The guided tour descends into the Santas Cuevas, the limestone catacombs beneath the church where San Cecilio's remains were supposedly discovered. The low rock chambers hold a carved altar and several small chapels; the air is cold year-round and the vaulting close enough to touch. Whatever the historical truth of the relics, the physical space is genuinely ancient and the acoustics are strange. Upstairs, the abbey museum holds the only Francisco Goya painting in Granada — a fact most visitors learn here for the first time — alongside a handwritten canticle by San Juan de la Cruz, one of Spain's greatest mystic-poets, and a manuscript of Averroes' Treatise on Medicine. The Cristo de los Gitanos, Christ of the Gypsies, is central to Romani devotion in Granada and draws local worshippers to the abbey church throughout the year. This is a working monastery, not a heritage attraction with a gift shop, and that distinction shows in the atmosphere. For the full context of the neighbourhood, read the Sacromonte guide before you go.
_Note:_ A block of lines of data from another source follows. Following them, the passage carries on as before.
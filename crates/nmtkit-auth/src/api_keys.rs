//! API key verification against configured hashes.

use argon2::password_hash::rand_core::OsRng;
use argon2::password_hash::{PasswordHash, PasswordHasher, PasswordVerifier, SaltString};
use argon2::Argon2;
use nmtkit_core::settings::AuthSettings;

use crate::error::{AuthError, Result};
use crate::principal::AuthSuccess;

/// Hash algorithm name for argon2 PHC strings.
pub const ARGON2: &str = "argon2";

/// Verify `api_key` against a stored hash.
///
/// A mismatch, or a stored hash that cannot be parsed, is `Ok(false)`.
pub fn verify_api_key(algo: &str, api_key: &str, hash: &str) -> Result<bool> {
    match algo {
        ARGON2 => {
            let parsed = match PasswordHash::new(hash) {
                Ok(parsed) => parsed,
                Err(e) => {
                    log::warn!("Ignoring unparseable argon2 hash: {e}");
                    return Ok(false);
                }
            };
            Ok(Argon2::default()
                .verify_password(api_key.as_bytes(), &parsed)
                .is_ok())
        }
        other => Err(AuthError::UnsupportedAlgorithm(other.to_string())),
    }
}

/// Authenticate an API key against `settings.incoming.api_keys`.
///
/// Keys are tried in configuration order and the first match wins. A matching
/// key without ACLs is rejected.
pub fn authenticate_api_key(api_key: &str, settings: &AuthSettings) -> Result<AuthSuccess> {
    for (name, key_conf) in &settings.incoming.api_keys {
        if !verify_api_key(&key_conf.algo, api_key, &key_conf.hash)? {
            continue;
        }
        if key_conf.acls.is_empty() {
            return Err(AuthError::NotPermitted(
                "Invalid API key (no permissions)".to_string(),
            ));
        }
        log::debug!("Authenticated API key '{name}'");
        return Ok(AuthSuccess::new(name.clone(), key_conf.acls.clone()));
    }

    Err(AuthError::UnknownApiKey)
}

/// Hash an API key with argon2 and a random salt, for use in configuration.
pub fn hash_api_key(api_key: &str) -> Result<String> {
    let salt = SaltString::generate(&mut OsRng);
    Argon2::default()
        .hash_password(api_key.as_bytes(), &salt)
        .map(|hash| hash.to_string())
        .map_err(|e| AuthError::InvalidFormat(format!("argon2 hashing failed: {e}")))
}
The abbey sits at the top of Sacromonte hill, a further 15 minutes on foot past the Caves Museum. Bus C34 from Plaza Nueva is the sensible option for most visitors, stopping at the foot of the final ascent; a taxi from the Alhambra costs around €7. The walk from the city via Camino del Sacromonte is about 25–30 minutes of steady uphill, worth it in cooler months. Tours run continuously throughout opening hours and last 30–45 minutes; groups sometimes fill the morning slots in July and August, so arrive early or book ahead if visiting in peak summer. The abbey is closed for a midday break in both summer and winter seasons, so check the current schedule before setting out.
From the upper terrace, the view extends across the Vega de Granada — the agricultural plain west of the city — toward the Sierra Nevada. Late afternoon, from around 5 PM onward, the mountains turn gold. The baroque church interior is more intimate than the cathedral: gilded altarpieces, 17th-century Granada painting, and the silence of an active place of worship. Photography policies shift depending on whether mass is in session; ask at the entrance. Wear shoes with grip — the path up Sacromonte is steep and can be slippery after rain.